That kindness and curiosity has at times been accompanied by a desire to take our photo. We’ve met many Colombian tourists, out and about visiting their country, and we have become a feature of many of their holiday snaps. On those occasions we’re often being tourists too, visiting a lake or a church. Perhaps more entertaining has been when we’ve been papped on the road, dirty and tired, standing alongside our new friends and grinning for their photos.  This has particularly been shopkeepers, cyclists and policemen. On one occasion a sleeping child was thrust in a photo with us; he managed to remain 80% unconscious for the experience.

Colombia is also much more of a cycling nation than those in Central America. We’ve enjoyed the mornings when our route has coincided with a local favourite, and the masses are out for their pre-work ride. On these occasions we are left for dust by the light weight roadies, but the cheery ‘bueeenas’ (apparently a warm rather than lazy version of ‘buenas dias’) and their sometimes slowing down for a chat gives us energy and keeps us chirpy even on the longest climbs.

Colombia is well ahead of the rest in its making provision for cyclists. Major cities such as Bogota and Medellin had cycle paths in the city as early as the 70’s and on Sundays they close a number of key roads to traffic turning them into ‘cyclovias’ for cyclists, walkers, runners etc. We wonder if London could handle losing the Euston Road every Sunday?

The final thing that deserves a mention is the food. On this whole trip we’ve felt so aware of moving through areas where different produce is prevalent.  In addition to the staples, each area has its speciality. This has the bonus of meaning certain food is incredibly ripe and fresh, but it can also mean it's availability is fleeting. Often on the road we battle between the desire to cover some miles and the urge to stop to pick up an incredible snack we’ve just seen for sale by the roadside (hungry or not, sampling the culinary delights is all part of the experience). For three days you might see reams and reams of a certain fruit for sale and then suddenly it's gone. Unfortunately you just don't know when that moment will be. Never has that been more devastating than when we stuttered our way past the town of Santa Rosa where succulent chorizo swung from roadside stands; but on an awkward stretch of road we hesitatingly pedaled on, only to later learn that this town was both the cherub of the chorizo region and marked its southernmost point. We've not had a whiff of chorizo since! 

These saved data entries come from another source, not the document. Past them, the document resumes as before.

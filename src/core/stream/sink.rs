//! Raw record persistence.
//! Every routed frame is handed to the sink before decoding and batching, so
//! nothing is lost when decoding or analysis fails.

use std::collections::HashMap;
use std::fs::{File, OpenOptions};
use std::io::{self, LineWriter, Write};
use std::path::{Path, PathBuf};

use anyhow::Result;
use chrono::{DateTime, SecondsFormat, Utc};
use log::info;

use crate::core::bluetooth::types::{ChannelTag, RawFrame};
use crate::utils::ensure_directory_exists;

/// Append-only destination for raw records
pub trait RecordSink: Send {
    /// Receives the frame body exactly as it arrived, prefix already stripped.
    fn append(&mut self, frame: &RawFrame) -> io::Result<()>;
}

/// Writes one `<channel>_data_log.csv` file per channel, one record per line.
///
/// Text bodies are written as received minus their line terminator; binary
/// bodies are written as hex.
pub struct CsvRecordSink {
    directory: PathBuf,
    writers: HashMap<ChannelTag, LineWriter<File>>,
}

impl CsvRecordSink {
    /// Creates the sink, making sure the log directory exists.
    pub async fn create<P: AsRef<Path>>(directory: P) -> Result<Self> {
        let directory = directory.as_ref().to_path_buf();
        ensure_directory_exists(&directory).await?;
        info!("Raw records will be appended under {:?}", directory);
        Ok(Self {
            directory,
            writers: HashMap::new(),
        })
    }

    pub fn file_path(&self, channel: ChannelTag) -> PathBuf {
        self.directory.join(format!("{}_data_log.csv", channel))
    }

    fn writer(&mut self, channel: ChannelTag) -> io::Result<&mut LineWriter<File>> {
        if !self.writers.contains_key(&channel) {
            let file = OpenOptions::new()
                .create(true)
                .append(true)
                .open(self.file_path(channel))?;
            self.writers.insert(channel, LineWriter::new(file));
        }
        self.writers
            .get_mut(&channel)
            .ok_or_else(|| io::Error::other("record writer missing"))
    }
}

fn body_text(frame: &RawFrame) -> String {
    if frame.channel.is_binary() {
        return frame.bytes.iter().map(|b| format!("{:02x}", b)).collect();
    }
    String::from_utf8_lossy(&frame.bytes)
        .trim_end_matches(['\r', '\n'])
        .to_string()
}

impl RecordSink for CsvRecordSink {
    fn append(&mut self, frame: &RawFrame) -> io::Result<()> {
        let timestamp = stamp(frame.received_at);
        let body = body_text(frame);
        let writer = self.writer(frame.channel)?;
        writeln!(writer, "{},{}", timestamp, body)
    }
}

fn stamp(received_at: DateTime<Utc>) -> String {
    received_at.to_rfc3339_opts(SecondsFormat::Millis, true)
}
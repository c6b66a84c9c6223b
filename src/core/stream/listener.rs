//! Per-channel listener registry.
//!
//! Each channel has at most one subscriber; the newest registration wins.
//! Unsubscribing requires the token handed out at subscribe time, so a late
//! unsubscribe from a replaced consumer cannot evict its successor.

use std::collections::HashMap;

use serde::Serialize;

use crate::core::bluetooth::types::{ChannelTag, DecodedSample};
use crate::core::stream::analysis::Analysis;

/// What a channel subscriber receives
#[derive(Debug, Clone, PartialEq, Serialize)]
pub enum ChannelEvent {
    Sample(DecodedSample),
    Analysis(Analysis),
}

/// Consumer of one channel's events. Called synchronously on the driver task.
pub trait ChannelListener: Send {
    fn on_event(&mut self, channel: ChannelTag, event: &ChannelEvent);
}

impl<F> ChannelListener for F
where
    F: FnMut(ChannelTag, &ChannelEvent) + Send,
{
    fn on_event(&mut self, channel: ChannelTag, event: &ChannelEvent) {
        self(channel, event)
    }
}

/// Opaque proof of a subscription
#[derive(Debug, Clone, Copy, PartialEq, Eq, Hash)]
pub struct ListenerToken {
    channel: ChannelTag,
    id: u64,
}

impl ListenerToken {
    pub fn channel(&self) -> ChannelTag {
        self.channel
    }
}

struct Slot {
    id: u64,
    listener: Box<dyn ChannelListener>,
}

#[derive(Default)]
pub struct ListenerRegistry {
    slots: HashMap<ChannelTag, Slot>,
    next_id: u64,
}

impl ListenerRegistry {
    pub fn new() -> Self {
        Self::default()
    }

    /// Registers `listener` for `channel`, replacing any current subscriber.
    pub fn subscribe<L>(&mut self, channel: ChannelTag, listener: L) -> ListenerToken
    where
        L: ChannelListener + 'static,
    {
        self.next_id += 1;
        let id = self.next_id;
        self.slots.insert(
            channel,
            Slot {
                id,
                listener: Box::new(listener),
            },
        );
        ListenerToken { channel, id }
    }

    /// Removes the subscriber only if `token` still identifies it.
    pub fn unsubscribe(&mut self, token: ListenerToken) -> bool {
        match self.slots.get(&token.channel) {
            Some(slot) if slot.id == token.id => {
                self.slots.remove(&token.channel);
                true
            }
            _ => false,
        }
    }

    pub fn is_subscribed(&self, channel: ChannelTag) -> bool {
        self.slots.contains_key(&channel)
    }

    /// Delivers to the current subscriber. Events for an empty slot are dropped.
    pub fn publish(&mut self, channel: ChannelTag, event: &ChannelEvent) -> bool {
        match self.slots.get_mut(&channel) {
            Some(slot) => {
                slot.listener.on_event(channel, event);
                true
            }
            None => false,
        }
    }
}
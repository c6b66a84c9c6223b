//! Constants used throughout the application
//! This module contains the GATT identifiers that must match the band
//! firmware, plus timeouts and stream defaults.

use uuid::Uuid;

/// The advertised name of the Bioband sensor
pub const BIOBAND_DEVICE_NAME: &str = "Test Device";

/// The advertised name of the single-channel ADC dongle
pub const ADC_DONGLE_NAME: &str = "ADC_DONGLE";

/// Standard Client Characteristic Configuration Descriptor
pub const UUID_CCCD: Uuid = Uuid::from_u128(0x00002902_0000_1000_8000_00805f9b34fb);

/// The Bioband sensor service
pub const UUID_BIOBAND_SERVICE: Uuid = Uuid::from_u128(0x75c276c3_8f97_20bc_a143_b354244886d4);

/// The single notify characteristic carrying EMG, PPG, SWEAT and TEST records
pub const UUID_BIOBAND_NOTIFY_CHAR: Uuid = Uuid::from_u128(0xd3d46a35_4394_e9aa_5ae7_921120aad4ed);

/// The ADC dongle service
pub const UUID_ADC_SERVICE: Uuid = Uuid::from_u128(0xfedcba98_7654_3210_fedc_ba9876543210);

/// The ADC dongle notify characteristic (little-endian int16 per notification)
pub const UUID_ADC_NOTIFY_CHAR: Uuid = Uuid::from_u128(0xfedcba98_7654_3210_fedc_ba9876543211);

/// Timeout for a single Bluetooth operation in seconds
pub const BLUETOOTH_OPERATION_TIMEOUT_SECS: u64 = 10;

/// Scan duration in seconds before the scan stops on its own
pub const DEFAULT_SCAN_DURATION_SECS: u64 = 15;

/// Connection attempt timeout in seconds
pub const DEFAULT_CONNECT_TIMEOUT_SECS: u64 = 10;

/// Number of records accumulated per channel before analysis runs
pub const DEFAULT_BATCH_THRESHOLD: usize = 10;

/// Delimiter used to join buffered records for the analyzer
pub const RECORD_DELIMITER: &str = ",";

/// Name reported for peripherals that advertise no name
pub const UNKNOWN_DEVICE_NAME: &str = "Unknown";
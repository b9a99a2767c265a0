// Output formatting: terminal display and text previews.

pub mod terminal;

/// Truncate a string to at most `max_chars` characters, appending "..." if truncated.
///
/// Unlike byte slicing (`&text[..100]`), this respects UTF-8 character boundaries
/// and will never panic on multi-byte characters like emoji or accented letters.
pub fn truncate_chars(text: &str, max_chars: usize) -> String {
    let char_count = text.chars().count();
    if char_count <= max_chars {
        text.to_string()
    } else {
        let truncated: String = text.chars().take(max_chars).collect();
        format!("{truncated}...")
    }
}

The roadsides are littered with stalls selling
huge quantities of fresh fruit - usually too much
to fit on our bikes...

Agua Panela (a sugar cane-based hot drink) with
cheese - a great mid-ride snack, especially if it's cold

On to Ecuador and new flavours we go.


Las Lajas - a very scenic church built into
the hillside near the border with Ecuador

Friday, 19 August 2016

El Trampolín de la Muerte

The first time we heard a cyclist mention this name, it didn’t take us long to translate it and quickly put it in the pile of “Why would we bother doing that? Anyway, it’s not on our route.” Then the name kept cropping up, often with the words “must do” in the same sentence and it, like so many other physical challenges we have taken on, turned from a ‘No’, to a ‘Well...maybe’, to a ‘Probably’ and finally to a ‘We can’t cycle through Colombia and not ride the Trampoline of Death’. This was in spite of our knowledge, painfully learned through experience, that cyclists, and cycle tourers in particular, are very bad at admitting that a route they chose was more pain than it was worth and have a fine collection of rose-tinted glasses in every hue imaginable.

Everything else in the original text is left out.